HK will have to cut GDP growth forecast: Paul Chan

Financial Secretary Paul Chan warned on Sunday that the government will have to cut its economic growth forecast for the year when officials announce revised projections later in the week.

Writing on his blog, Chan noted that the easing of social distancing measures and the distribution of consumption vouchers for adult residents have contributed to a more lively atmosphere across town over the past two long weekends, this won’t be enough to offset the huge blow that the fifth wave of Covid has dealt to the SAR’s economy.

“We expect the economic data to slightly improve as the epidemic gets under control and economic activities resume. But the recovery of the domestic economy takes time, and the persistent uncertainties and heightened risks in the external environment are also not beneficial to Hong Kong’s economical situation this year,” Chan said.

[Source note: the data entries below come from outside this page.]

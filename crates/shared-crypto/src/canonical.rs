//! # Canonical Encoding
//!
//! Deterministic serialization of dict-shaped content: every mapping is
//! rebuilt with its keys in lexicographic order, recursively, so two values
//! that differ only in insertion order encode to identical bytes.
//!
//! Only string keys are allowed. A map keyed by anything that does not
//! serialize to a string is a format error.

use crate::CryptoError;
use serde::Serialize;
use serde_json::{Map, Value};

/// Convert `value` to a JSON tree with every object's keys sorted.
pub fn canonicalize<T: Serialize + ?Sized>(value: &T) -> Result<Value, CryptoError> {
    let raw =
        serde_json::to_value(value).map_err(|e| CryptoError::Canonicalization(e.to_string()))?;
    Ok(deep_sort(raw))
}

/// Canonical byte encoding (compact JSON of the sorted tree).
pub fn canonical_bytes<T: Serialize + ?Sized>(value: &T) -> Result<Vec<u8>, CryptoError> {
    let sorted = canonicalize(value)?;
    serde_json::to_vec(&sorted).map_err(|e| CryptoError::Canonicalization(e.to_string()))
}

/// `serde_json::Map` is already key-ordered unless some crate in the build
/// turns on serde_json's `preserve_order` feature, which swaps it for an
/// insertion-ordered map. Features unify across a dependency graph, so the
/// sort stays to keep hashes stable in either build.
fn deep_sort(value: Value) -> Value {
    match value {
        Value::Object(map) => {
            let mut entries: Vec<(String, Value)> = map.into_iter().collect();
            entries.sort_by(|a, b| a.0.cmp(&b.0));

            let mut sorted = Map::new();
            for (key, inner) in entries {
                sorted.insert(key, deep_sort(inner));
            }
            Value::Object(sorted)
        }
        Value::Array(items) => Value::Array(items.into_iter().map(deep_sort).collect()),
        other => other,
    }
}

#[cfg(test)]
mod tests {
    use super::*;
    use proptest::prelude::*;
    use std::collections::HashMap;

    #[test]
    fn test_nested_objects_sorted() {
        let value = serde_json::json!({"b": {"z": 1, "a": 2}, "a": [{"d": 0, "c": 1}]});
        let bytes = canonical_bytes(&value).unwrap();
        assert_eq!(
            String::from_utf8(bytes).unwrap(),
            r#"{"a":[{"c":1,"d":0}],"b":{"a":2,"z":1}}"#
        );
    }

    #[test]
    fn test_insertion_ordered_map_sorted() {
        // Reverse insertion order; an insertion-ordered map would keep it.
        let mut inner = Map::new();
        inner.insert("z".into(), Value::from(1));
        inner.insert("a".into(), Value::from(2));
        let mut outer = Map::new();
        outer.insert("y".into(), Value::Object(inner));
        outer.insert("b".into(), Value::Array(vec![]));

        let sorted = deep_sort(Value::Object(outer));
        let keys: Vec<&String> = sorted.as_object().unwrap().keys().collect();
        assert_eq!(keys, vec!["b", "y"]);
        assert_eq!(
            serde_json::to_string(&sorted).unwrap(),
            r#"{"b":[],"y":{"a":2,"z":1}}"#
        );
    }

    #[test]
    fn test_array_order_preserved() {
        let value = serde_json::json!([3, 1, 2]);
        assert_eq!(canonical_bytes(&value).unwrap(), b"[3,1,2]".to_vec());
    }

    #[test]
    fn test_non_string_keys_rejected() {
        let mut map: HashMap<(u8, u8), u8> = HashMap::new();
        map.insert((1, 2), 3);
        assert!(matches!(
            canonicalize(&map),
            Err(CryptoError::Canonicalization(_))
        ));
    }

    proptest! {
        #[test]
        fn prop_insertion_order_irrelevant(
            entries in proptest::collection::btree_map("[a-z]{1,6}", any::<i64>(), 0..12)
        ) {
            let forward: Map<String, Value> = entries
                .iter()
                .map(|(k, v)| (k.clone(), Value::from(*v)))
                .collect();
            let reverse: Map<String, Value> = entries
                .iter()
                .rev()
                .map(|(k, v)| (k.clone(), Value::from(*v)))
                .collect();

            let wrapped_fwd = serde_json::json!({"inner": Value::Object(forward)});
            let wrapped_rev = serde_json::json!({"inner": Value::Object(reverse)});

            prop_assert_eq!(
                canonical_bytes(&wrapped_fwd).unwrap(),
                canonical_bytes(&wrapped_rev).unwrap()
            );
        }
    }
}
//! Crypto error types.

use thiserror::Error;

/// Cryptographic operation errors.
#[derive(Debug, Error)]
pub enum CryptoError {
    /// Content could not be put into canonical form (e.g. a map with
    /// non-string keys).
    #[error("Canonicalization failed: {0}")]
    Canonicalization(String),

    /// Signature verification failed
    #[error("Signature verification failed")]
    SignatureVerificationFailed,

    /// Invalid public key
    #[error("Invalid public key")]
    InvalidPublicKey,
}
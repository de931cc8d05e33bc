//! # Catchup Metrics
//!
//! Prometheus metrics for chain catchup, behind the `metrics` feature.
//!
//! ## Metrics Exported
//!
//! - `catchup_blocks_applied_total` - Blocks applied, by source (peer, gossip, repair)
//! - `catchup_rejected_blocks_total` - Peer or gossip blocks that failed verification
//! - `catchup_network_height` - Last quorum height
//! - `catchup_local_height` - Trusted tip
//! - `catchup_passes_total` - Discover-and-fetch passes
//! - `catchup_stalls_total` - No-progress warnings and pass-limit exhaustion
//! - `catchup_gossip_queued_total` - Gossip blocks held in the intermediate queue

#[cfg(feature = "metrics")]
use lazy_static::lazy_static;

#[cfg(feature = "metrics")]
use prometheus::{
    register_int_counter, register_int_counter_vec, register_int_gauge, IntCounter,
    IntCounterVec, IntGauge,
};

#[cfg(feature = "metrics")]
lazy_static! {
    pub static ref BLOCKS_APPLIED: IntCounterVec = register_int_counter_vec!(
        "catchup_blocks_applied_total",
        "Blocks applied to storage and state, by source",
        &["source"]
    )
    .expect("Failed to create BLOCKS_APPLIED metric");

    pub static ref REJECTED_BLOCKS: IntCounterVec = register_int_counter_vec!(
        "catchup_rejected_blocks_total",
        "Blocks that failed verification, by reason",
        &["reason"]
    )
    .expect("Failed to create REJECTED_BLOCKS metric");

    pub static ref NETWORK_HEIGHT: IntGauge = register_int_gauge!(
        "catchup_network_height",
        "Height last agreed by a quorum of peers"
    )
    .expect("Failed to create NETWORK_HEIGHT metric");

    pub static ref LOCAL_HEIGHT: IntGauge = register_int_gauge!(
        "catchup_local_height",
        "Trusted tip height"
    )
    .expect("Failed to create LOCAL_HEIGHT metric");

    pub static ref PASSES: IntCounter = register_int_counter!(
        "catchup_passes_total",
        "Discover-and-fetch passes attempted"
    )
    .expect("Failed to create PASSES metric");

    pub static ref STALLS: IntCounter = register_int_counter!(
        "catchup_stalls_total",
        "Catchup liveness warnings"
    )
    .expect("Failed to create STALLS metric");

    pub static ref GOSSIP_QUEUED: IntCounter = register_int_counter!(
        "catchup_gossip_queued_total",
        "Gossip blocks queued during catchup"
    )
    .expect("Failed to create GOSSIP_QUEUED metric");
}

#[cfg(feature = "metrics")]
pub fn record_block_applied(source: &str) {
    BLOCKS_APPLIED.with_label_values(&[source]).inc();
}

#[cfg(feature = "metrics")]
pub fn record_rejected(reason: &str) {
    REJECTED_BLOCKS.with_label_values(&[reason]).inc();
}

#[cfg(feature = "metrics")]
pub fn set_network_height(height: u64) {
    NETWORK_HEIGHT.set(height as i64);
}

#[cfg(feature = "metrics")]
pub fn set_local_height(height: u64) {
    LOCAL_HEIGHT.set(height as i64);
}

#[cfg(feature = "metrics")]
pub fn record_pass() {
    PASSES.inc();
}

#[cfg(feature = "metrics")]
pub fn record_stall() {
    STALLS.inc();
}

#[cfg(feature = "metrics")]
pub fn record_gossip_queued() {
    GOSSIP_QUEUED.inc();
}

// No-op implementations when metrics feature is disabled
#[cfg(not(feature = "metrics"))]
pub fn record_block_applied(_source: &str) {}

#[cfg(not(feature = "metrics"))]
pub fn record_rejected(_reason: &str) {}

#[cfg(not(feature = "metrics"))]
pub fn set_network_height(_height: u64) {}

#[cfg(not(feature = "metrics"))]
pub fn set_local_height(_height: u64) {}

#[cfg(not(feature = "metrics"))]
pub fn record_pass() {}

#[cfg(not(feature = "metrics"))]
pub fn record_stall() {}

#[cfg(not(feature = "metrics"))]
pub fn record_gossip_queued() {}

“So far, it looks like a downward adjustment [of our economic growth forecast] is inevitable.”

The financial chief also expressed concern over the impact of the US Federal Reserve’s interest rate hikes on people and small and medium-sized enterprises here, at a time when the economy is still recovering.

The government’s current forecast for Hong Kong’s GDP growth for 2022 is between 2 and 3.5 percent.

The SAR’s economy shrank by 4 percent in the first quarter year-on-year.